• **THE PROBLEM**
The required result is the number of lines below that hold the word "color", stated without anything else.

Collected data
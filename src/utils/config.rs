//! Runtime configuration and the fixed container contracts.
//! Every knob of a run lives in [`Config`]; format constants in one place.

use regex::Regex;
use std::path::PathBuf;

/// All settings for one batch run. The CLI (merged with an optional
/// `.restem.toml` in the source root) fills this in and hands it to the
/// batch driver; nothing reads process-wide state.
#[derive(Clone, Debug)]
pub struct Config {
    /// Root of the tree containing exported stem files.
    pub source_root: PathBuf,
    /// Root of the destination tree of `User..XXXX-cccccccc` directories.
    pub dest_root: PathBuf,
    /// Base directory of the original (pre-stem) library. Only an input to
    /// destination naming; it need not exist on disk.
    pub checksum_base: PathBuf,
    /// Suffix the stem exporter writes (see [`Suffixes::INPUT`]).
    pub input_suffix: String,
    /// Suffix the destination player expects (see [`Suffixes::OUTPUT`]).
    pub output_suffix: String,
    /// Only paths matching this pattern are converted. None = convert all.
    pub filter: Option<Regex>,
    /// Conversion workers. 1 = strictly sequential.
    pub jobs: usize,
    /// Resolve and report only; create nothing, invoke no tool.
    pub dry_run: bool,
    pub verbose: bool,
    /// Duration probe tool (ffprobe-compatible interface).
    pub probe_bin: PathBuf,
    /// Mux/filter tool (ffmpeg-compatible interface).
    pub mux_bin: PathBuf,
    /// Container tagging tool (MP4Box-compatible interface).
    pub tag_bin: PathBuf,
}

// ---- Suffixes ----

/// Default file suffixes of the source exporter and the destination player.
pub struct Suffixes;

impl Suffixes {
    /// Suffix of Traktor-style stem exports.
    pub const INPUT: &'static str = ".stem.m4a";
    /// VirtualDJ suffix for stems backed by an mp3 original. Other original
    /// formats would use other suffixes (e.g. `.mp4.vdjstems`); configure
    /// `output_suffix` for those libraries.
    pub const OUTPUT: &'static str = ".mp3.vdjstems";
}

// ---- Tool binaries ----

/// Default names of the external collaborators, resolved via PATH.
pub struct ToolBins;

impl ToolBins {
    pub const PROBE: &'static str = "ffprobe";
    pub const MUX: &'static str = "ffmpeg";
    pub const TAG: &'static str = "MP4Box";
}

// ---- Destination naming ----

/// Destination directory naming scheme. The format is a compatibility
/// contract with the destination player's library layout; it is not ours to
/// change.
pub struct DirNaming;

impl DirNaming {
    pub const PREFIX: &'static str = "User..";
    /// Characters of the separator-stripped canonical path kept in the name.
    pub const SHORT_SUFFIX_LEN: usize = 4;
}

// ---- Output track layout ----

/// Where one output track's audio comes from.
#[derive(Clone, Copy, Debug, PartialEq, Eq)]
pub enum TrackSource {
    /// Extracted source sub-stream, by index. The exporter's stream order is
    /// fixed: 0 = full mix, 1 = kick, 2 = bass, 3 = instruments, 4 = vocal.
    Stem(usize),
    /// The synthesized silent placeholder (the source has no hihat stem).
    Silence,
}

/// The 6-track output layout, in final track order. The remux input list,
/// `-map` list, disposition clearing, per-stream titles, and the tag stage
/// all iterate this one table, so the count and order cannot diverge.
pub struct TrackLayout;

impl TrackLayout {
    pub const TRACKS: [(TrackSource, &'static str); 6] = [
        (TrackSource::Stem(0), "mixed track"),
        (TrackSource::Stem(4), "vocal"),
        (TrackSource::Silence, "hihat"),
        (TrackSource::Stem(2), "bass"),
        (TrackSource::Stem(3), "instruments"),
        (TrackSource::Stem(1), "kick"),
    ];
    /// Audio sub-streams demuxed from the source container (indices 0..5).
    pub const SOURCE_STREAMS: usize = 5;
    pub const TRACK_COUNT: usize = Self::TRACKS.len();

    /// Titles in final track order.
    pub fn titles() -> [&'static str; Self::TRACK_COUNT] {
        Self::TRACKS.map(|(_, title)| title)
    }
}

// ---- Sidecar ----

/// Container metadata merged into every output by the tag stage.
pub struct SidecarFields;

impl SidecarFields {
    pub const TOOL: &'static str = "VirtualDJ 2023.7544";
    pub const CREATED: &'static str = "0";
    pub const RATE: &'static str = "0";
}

...

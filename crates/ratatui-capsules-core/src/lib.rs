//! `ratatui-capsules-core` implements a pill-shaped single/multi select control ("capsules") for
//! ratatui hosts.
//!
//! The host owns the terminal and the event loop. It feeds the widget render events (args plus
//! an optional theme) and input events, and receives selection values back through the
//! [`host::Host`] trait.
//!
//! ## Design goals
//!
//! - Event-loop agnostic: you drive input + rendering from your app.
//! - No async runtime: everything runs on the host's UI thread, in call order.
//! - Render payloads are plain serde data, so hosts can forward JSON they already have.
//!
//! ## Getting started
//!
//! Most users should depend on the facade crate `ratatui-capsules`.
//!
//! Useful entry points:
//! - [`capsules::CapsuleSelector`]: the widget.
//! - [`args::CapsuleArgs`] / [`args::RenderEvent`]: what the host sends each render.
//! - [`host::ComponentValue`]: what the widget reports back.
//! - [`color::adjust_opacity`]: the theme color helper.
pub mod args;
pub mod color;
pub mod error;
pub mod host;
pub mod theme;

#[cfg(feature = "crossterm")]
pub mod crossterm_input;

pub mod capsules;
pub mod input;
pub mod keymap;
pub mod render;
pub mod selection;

• **TASK RESULT**
2